Attorneys for Thomas Gudinas, who is scheduled to die by lethal injection on Tuesday, want the state to turn over records related to the governor's "process for determining who lives and who dies."

Raising questions about Gov. Ron DeSantis’ “unbridled discretion in determining who shall die and when,” an attorney for Thomas Gudinas has asked the U.S. Supreme Court to halt the convicted killer’s scheduled execution Tuesday at Florida State Prison.

Attorney Ali Shakoor on Wednesday filed a petition and a request for a stay of execution, in part arguing that the state should turn over records that would explain DeSantis’ decision last month to sign a death warrant for Gudinas. The petition contended that the state needs to have criteria for determining which inmates are put to death.

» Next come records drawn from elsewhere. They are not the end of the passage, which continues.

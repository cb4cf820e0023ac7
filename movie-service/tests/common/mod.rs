pub mod db;

use std::sync::Arc;

use auth::AuthConfig;
use auth::Authenticator;
use auth::HashingCost;
use auth::JwtHandler;
use movie_service::inbound::http::router::create_router;
use movie_service::inbound::http::router::AppState;
use movie_service::outbound::repositories::memory::InMemoryMovieRepository;
use movie_service::outbound::repositories::memory::InMemoryReviewRepository;
use movie_service::outbound::repositories::memory::InMemoryUserRepository;
use movie_service::user::models::UserId;
use movie_service::user::models::Username;
use movie_service::user::ports::UserRepository;
use serde_json::json;

pub const TEST_SECRET: &str = "test-secret-key-for-jwt-signing-at-least-32-bytes";

/// Test application that spawns a real server over in-memory stores
pub struct TestApp {
    pub address: String,
    pub api_client: reqwest::Client,
    pub jwt_handler: JwtHandler,
    pub users: Arc<InMemoryUserRepository>,
}

impl TestApp {
    /// Spawn the application in a background task and return TestApp
    pub async fn spawn() -> Self {
        // Use random port (0 = OS assigns)
        let listener = tokio::net::TcpListener::bind("127.0.0.1:0")
            .await
            .expect("Failed to bind random port");
        let port = listener.local_addr().unwrap().port();
        let address = format!("http://127.0.0.1:{}", port);

        // Cheap Argon2 cost keeps the suite fast
        let auth_config = AuthConfig::new(TEST_SECRET, 60)
            .expect("Invalid test auth config")
            .with_hashing_cost(HashingCost {
                memory_kib: 1024,
                iterations: 1,
                parallelism: 1,
            })
            .expect("Invalid test hashing cost");

        let users = Arc::new(InMemoryUserRepository::new());
        let state = AppState::new(
            Arc::clone(&users),
            Arc::new(InMemoryMovieRepository::new()),
            Arc::new(InMemoryReviewRepository::new()),
            Arc::new(Authenticator::new(&auth_config)),
        );

        let router = create_router(state);

        // Spawn server in background
        tokio::spawn(async move {
            axum::serve(listener, router).await.expect("Server error");
        });

        Self {
            address,
            api_client: reqwest::Client::new(),
            jwt_handler: JwtHandler::from_config(&auth_config),
            users,
        }
    }

    pub fn url(&self, path: &str) -> String {
        format!("{}{}", self.address, path)
    }

    /// Helper to make GET request
    pub fn get(&self, path: &str) -> reqwest::RequestBuilder {
        self.api_client.get(self.url(path))
    }

    /// Helper to make POST request
    pub fn post(&self, path: &str) -> reqwest::RequestBuilder {
        self.api_client.post(self.url(path))
    }

    /// Helper to make GET request with Bearer token
    pub fn get_authenticated(&self, path: &str, token: &str) -> reqwest::RequestBuilder {
        self.get(path).bearer_auth(token)
    }

    /// Helper to make POST request with Bearer token
    pub fn post_authenticated(&self, path: &str, token: &str) -> reqwest::RequestBuilder {
        self.post(path).bearer_auth(token)
    }

    /// Helper to make PUT request with Bearer token
    pub fn put_authenticated(&self, path: &str, token: &str) -> reqwest::RequestBuilder {
        self.api_client.put(self.url(path)).bearer_auth(token)
    }

    /// Helper to make DELETE request with Bearer token
    pub fn delete_authenticated(&self, path: &str, token: &str) -> reqwest::RequestBuilder {
        self.api_client.delete(self.url(path)).bearer_auth(token)
    }

    pub async fn register(&self, username: &str, password: &str) -> reqwest::Response {
        self.post("/users/register")
            .json(&json!({ "username": username, "password": password }))
            .send()
            .await
            .expect("Failed to execute request")
    }

    pub async fn login(&self, username: &str, password: &str) -> reqwest::Response {
        self.post("/users/login")
            .form(&[("username", username), ("password", password)])
            .send()
            .await
            .expect("Failed to execute request")
    }

    /// Register and log in, returning the access token
    pub async fn token_for(&self, username: &str, password: &str) -> String {
        self.register(username, password).await;
        let body: serde_json::Value = self
            .login(username, password)
            .await
            .json()
            .await
            .expect("Failed to parse response");
        body["access_token"]
            .as_str()
            .expect("Missing access_token")
            .to_string()
    }

    /// Look up a stored user's id directly; the API never exposes it
    pub async fn user_id(&self, username: &str) -> UserId {
        let username = Username::new(username.to_string()).expect("Invalid username");
        self.users
            .find_by_username(&username)
            .await
            .expect("Store failure")
            .expect("User not found")
            .id
    }
}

“Florida’s governor has no criteria, procedure, or guidelines in place for selecting who lives and who dies,” the petition said. “Granting the governor unfettered discretion has, in practice, led to a completely arbitrary process for determining who lives and who dies. There are no articulated limits to the executive discretion, there are no guidelines for the selection process, and the entire process is cloaked in secrecy.”

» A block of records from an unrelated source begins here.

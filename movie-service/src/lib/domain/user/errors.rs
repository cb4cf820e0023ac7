use thiserror::Error;

/// Error for UserId parsing failures
#[derive(Debug, Clone, Error, PartialEq, Eq)]
pub enum UserIdError {
    #[error("Invalid UUID format: {0}")]
    InvalidFormat(String),
}

/// Error for Username validation failures
#[derive(Debug, Clone, Error, PartialEq, Eq)]
pub enum UsernameError {
    #[error("Username too short: minimum {min} characters, got {actual}")]
    TooShort { min: usize, actual: usize },

    #[error("Username too long: maximum {max} characters, got {actual}")]
    TooLong { max: usize, actual: usize },

    #[error(
        "Username contains invalid characters (only alphanumeric, underscore, and hyphen allowed)"
    )]
    InvalidCharacters,
}

/// Error for password operations
#[derive(Debug, Clone, Error, PartialEq, Eq)]
pub enum PasswordError {
    #[error("Password must not be empty")]
    Empty,

    #[error("Password hashing failed: {0}")]
    HashingFailed(String),
}

/// Top-level error for all user-related operations
#[derive(Debug, Clone, Error)]
pub enum UserError {
    // Value object validation errors (automatically converted via #[from])
    #[error("Invalid user ID: {0}")]
    InvalidUserId(#[from] UserIdError),

    #[error("Invalid username: {0}")]
    InvalidUsername(#[from] UsernameError),

    #[error("Password error: {0}")]
    Password(#[from] PasswordError),

    // Domain-level errors
    #[error("User not found: {0}")]
    NotFound(String),

    #[error("User not found with username: {0}")]
    NotFoundByUsername(String),

    #[error("Username already exists: {0}")]
    UsernameAlreadyExists(String),

    #[error("Invalid credentials")]
    InvalidCredentials,

    #[error("User {0} may only be replaced by its owner")]
    NotOwner(String),

    #[error("Username cannot be changed: {0}")]
    UsernameImmutable(String),

    // Infrastructure errors
    #[error("Database error: {0}")]
    DatabaseError(String),
}
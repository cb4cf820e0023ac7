use axum::extract::Path;
use axum::extract::State;
use axum::http::StatusCode;

use super::ApiError;
use super::ApiSuccess;
use super::StatusResponseData;
use crate::domain::movie::errors::MovieError;
use crate::domain::movie::models::MovieId;
use crate::inbound::http::router::AppState;

pub async fn delete_movie(
    State(state): State<AppState>,
    Path(movie_id): Path<String>,
) -> Result<ApiSuccess<StatusResponseData>, ApiError> {
    let movie_id = MovieId::from_string(&movie_id).map_err(MovieError::from)?;

    state
        .movie_service
        .delete_movie(&movie_id)
        .await
        .map_err(ApiError::from)
        .map(|_| ApiSuccess::new(StatusCode::OK, StatusResponseData::success()))
}
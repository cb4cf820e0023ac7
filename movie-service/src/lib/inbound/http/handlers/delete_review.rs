use axum::extract::Path;
use axum::extract::State;
use axum::http::StatusCode;

use super::ApiError;
use super::ApiSuccess;
use super::StatusResponseData;
use crate::domain::review::errors::ReviewError;
use crate::domain::review::models::ReviewId;
use crate::inbound::http::router::AppState;

pub async fn delete_review(
    State(state): State<AppState>,
    Path(review_id): Path<String>,
) -> Result<ApiSuccess<StatusResponseData>, ApiError> {
    let review_id = ReviewId::from_string(&review_id).map_err(ReviewError::from)?;

    state
        .review_service
        .delete_review(&review_id)
        .await
        .map_err(ApiError::from)
        .map(|_| ApiSuccess::new(StatusCode::OK, StatusResponseData::success()))
}
#[tokio::test]
async fn test_csv_import_dry_run_then_commit() {
    let app = TestApp::new();
    let path = format!("/api/admin/events/{}/participants/import", events::WORKSHOP);
    let csv = "\u{feff}Name,EMAIL\n\
               Alice,alice@example.com\n\
               Bob,not-an-email\n\
               ,nobody@example.com\n\
               Jane Again,JANE@example.com\n\
               Alicia,alice@example.com\n\
               Eve,eve@example.com\n";

    let response = app
        .admin_upload(Method::POST, &format!("{path}?dry_run=true"), csv.into())
        .await;
    assert_ok(&response);
    let plan: Value = response.json();
    assert_eq!(plan["dry_run"], true);
    assert_eq!(plan["imported"], 0);
    let valid: Vec<&str> = plan["valid"]
        .as_array()
        .unwrap()
        .iter()
        .map(|r| r["email"].as_str().unwrap())
        .collect();
    assert_eq!(valid, vec!["alice@example.com", "eve@example.com"]);
    let errors: Vec<(u64, &str)> = plan["errors"]
        .as_array()
        .unwrap()
        .iter()
        .map(|e| (e["line"].as_u64().unwrap(), e["message"].as_str().unwrap()))
        .collect();
    assert_eq!(
        errors,
        vec![
            (3, "Invalid email"),
            (4, "Missing name"),
            (5, "Duplicate email"),
            (6, "Duplicate email"),
        ]
    );

    let roster: Value = app
        .admin_get(&format!("/api/admin/events/{}/participants", events::WORKSHOP))
        .await
        .json();
    assert_eq!(roster.as_array().unwrap().len(), 2);

    let response = app.admin_upload(Method::POST, &path, csv.into()).await;
    assert_ok(&response);
    let result: Value = response.json();
    assert_eq!(result["dry_run"], false);
    assert_eq!(result["imported"], 2);

    let roster: Value = app
        .admin_get(&format!("/api/admin/events/{}/participants", events::WORKSHOP))
        .await
        .json();
    assert_eq!(roster.as_array().unwrap().len(), 4);

    let logs: Value = app.admin_get("/api/admin/logs?limit=1").await.json();
    assert_eq!(logs[0]["action"], "import_participants");
}

#[tokio::test]
async fn test_csv_import_requires_columns() {
    let app = TestApp::new();

    let response = app
        .admin_upload(
            Method::POST,
            &format!("/api/admin/events/{}/participants/import", events::WORKSHOP),
            b"full_name,mail\nAlice,alice@example.com\n".to_vec(),
        )
        .await;
    assert_error(
        &response,
        StatusCode::BAD_REQUEST,
        "CSV must contain 'name' and 'email' columns",
    );
}

#[tokio::test]
async fn test_custom_certificate_must_be_png() {
    let app = TestApp::new();

    let response = app
        .admin_upload(
            Method::PUT,
            &format!(
                "/api/admin/participants/{}/certificate?filename=cert.jpg",
                participants::JANE
            ),
            fixtures::blank_jpeg(20, 20),
        )
        .await;
    assert_status(&response, StatusCode::BAD_REQUEST);
    assert!(files_in(&app.certificates_dir()).is_empty());
}

#[tokio::test]
async fn test_delete_event_cascades() {
    let app = TestApp::new();
    let id = create_event(&app, "Short Lived").await;
    assert_ok(&upload_template(&app, id, "t.png", fixtures::blank_png(50, 50)).await);

    let response = app
        .admin_json(
            Method::POST,
            &format!("/api/admin/events/{id}/participants"),
            json!({ "name": "Temp", "email": "temp@example.com" }),
        )
        .await;
    let participant: Value = response.json();
    let participant_id = participant["id"].as_u64().unwrap();

    let response = app
        .admin_upload(
            Method::PUT,
            &format!("/api/admin/participants/{participant_id}/certificate?filename=c.png"),
            fixtures::blank_png(30, 30),
        )
        .await;
    assert_ok(&response);
    assert_eq!(files_in(&app.certificates_dir()).len(), 1);
    let templates_before = files_in(&app.templates_dir()).len();

    let response = app.admin_delete(&format!("/api/admin/events/{id}")).await;
    assert_status(&response, StatusCode::NO_CONTENT);

    assert!(files_in(&app.certificates_dir()).is_empty());
    assert_eq!(files_in(&app.templates_dir()).len(), templates_before - 1);
    assert_status(
        &app.admin_get(&format!("/api/admin/events/{id}")).await,
        StatusCode::NOT_FOUND,
    );
    assert_status(
        &app.admin_delete(&format!("/api/admin/participants/{participant_id}"))
            .await,
        StatusCode::NOT_FOUND,
    );

    let response = app.admin_delete(&format!("/api/admin/events/{id}")).await;
    assert_status(&response, StatusCode::NOT_FOUND);
}

#[tokio::test]
async fn test_font_listing() {
    let app = TestApp::new();

    let response = app.admin_get("/api/admin/fonts").await;
    assert_ok(&response);
    let fonts: Value = response.json();
    let keys: Vec<&str> = fonts
        .as_array()
        .unwrap()
        .iter()
        .map(|f| f["key"].as_str().unwrap())
        .collect();
    assert_eq!(keys, vec!["arial", "arial_bold", "times", "times_bold", "courier"]);

    // the repository ships DejaVu Sans for the default font
    let arial = &fonts[0];
    assert_eq!(arial["fallback"], false);
    assert!(arial["resolved"].as_str().unwrap().ends_with(".ttf"));
    assert!(arial["aliases"]
        .as_array()
        .unwrap()
        .contains(&json!("helvetica")));
}

#[tokio::test]
async fn test_admin_actions_are_logged() {
    let app = TestApp::new();
    create_event(&app, "Logged Event").await;
    app.admin_json(
        Method::POST,
        &format!("/api/admin/events/{}/visibility", events::HIDDEN),
        json!({}),
    )
    .await;

    let auth = format!("Bearer {}", fixtures::ADMIN_TOKEN);
    let response = app
        .send(
            Method::GET,
            "/api/admin/logs",
            &[
                ("authorization", auth.as_str()),
                ("x-real-ip", "198.51.100.4"),
            ],
            Body::empty(),
        )
        .await;
    assert_ok(&response);
    let logs: Value = response.json();
    let logs = logs.as_array().unwrap();
    assert_eq!(logs.len(), 2);

    // newest first
    assert_eq!(logs[0]["action"], "toggle_visibility");
    assert_eq!(logs[1]["action"], "create_event");
    assert_eq!(logs[1]["admin"], "tester");
    assert!(logs[1]["details"]
        .as_str()
        .unwrap()
        .contains("Logged Event"));

    // reads are not logged
    let logs: Value = app.admin_get("/api/admin/logs").await.json();
    assert_eq!(logs.as_array().unwrap().len(), 2);
}
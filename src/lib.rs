//! certportal - certificate download portal
//!
//! Participants prove they registered for an event and download a PNG
//! certificate with their name drawn onto the event's template.
//! This library exposes modules for integration testing.

pub mod api;
pub mod assets;
pub mod error;
pub mod models;
pub mod server;
pub mod services;
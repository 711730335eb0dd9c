pub mod bulk_import;
pub mod captcha;
pub mod certificate_service;
pub mod event_store;
pub mod template_storage;
pub mod url_signer;

pub use bulk_import::{plan_import, ImportError, ImportPlan, ImportRow, RowError};
pub use captcha::CaptchaService;
pub use certificate_service::{CertificateService, CertificateSource};
pub use event_store::{EventStore, InMemoryStore, StoreStats};
pub use template_storage::{FileStorage, StorageError, StoredFile};
pub use url_signer::{SignedPath, UrlSigner};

ALSO READ: Florida executes man convicted of raping and killing a woman 3 decades ago

The petition said “increased reliability” is required in determining the constitutionality of carrying out death sentences. It also said the “requested records are imperative to investigating the very concerning facts surrounding the signing of Gudinas’s death warrant.”

But the state Attorney General’s Office on Thursday filed a response, urging the U.S. Supreme Court to reject the arguments. It cited a Florida Supreme Court opinion Tuesday that said Gudinas was not entitled to the records.

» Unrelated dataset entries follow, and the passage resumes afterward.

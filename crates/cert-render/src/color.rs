/// An opaque sRGB colour.
#[derive(Debug, Clone, Copy, PartialEq, Eq)]
pub struct Rgb {
    pub r: u8,
    pub g: u8,
    pub b: u8,
}

impl Rgb {
    pub const BLACK: Rgb = Rgb { r: 0, g: 0, b: 0 };
    pub const WHITE: Rgb = Rgb {
        r: 255,
        g: 255,
        b: 255,
    };

    /// Parse `#RRGGBB` (the `#` is optional, surrounding whitespace ignored).
    ///
    /// Returns `None` unless exactly six hex digits remain.
    pub fn parse(input: &str) -> Option<Self> {
        let hex = input.trim().trim_start_matches('#');
        if hex.len() != 6 || !hex.bytes().all(|b| b.is_ascii_hexdigit()) {
            return None;
        }
        let channel = |i: usize| u8::from_str_radix(&hex[i..i + 2], 16).ok();
        Some(Rgb {
            r: channel(0)?,
            g: channel(2)?,
            b: channel(4)?,
        })
    }

    /// Uppercase `#RRGGBB`.
    pub fn to_hex(self) -> String {
        format!("#{:02X}{:02X}{:02X}", self.r, self.g, self.b)
    }
}

impl Default for Rgb {
    fn default() -> Self {
        Rgb::BLACK
    }
}

/// Parse a text colour, using black for anything malformed.
pub fn parse_hex_color(input: &str) -> Rgb {
    Rgb::parse(input).unwrap_or_else(|| {
        tracing::debug!(color = input, "Malformed text colour, using black");
        Rgb::BLACK
    })
}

“Gudinas wants this (U.S. Supreme) Court to order the Florida courts to release the requested records so he can then potentially challenge both the governor’s selection of him for a death warrant and the broader Florida clemency structure for lacking criteria or procedures to determine whom to execute as violations of the Eighth and Fourteenth Amendments (of the U.S. Constitution),” the state’s response said. “While he asserts that such claims would be meritorious, the Florida Supreme Court has repeatedly held that the clemency process and the governor’s absolute discretion to issue death warrants are constitutional, thus any challenge to the denial of records or allegation of constitutional error does not establish a colorable claim.”

DeSantis on May 23 signed a death warrant for Gudinas, 51, in the May 1994 murder of Michelle McGrath in downtown Orlando.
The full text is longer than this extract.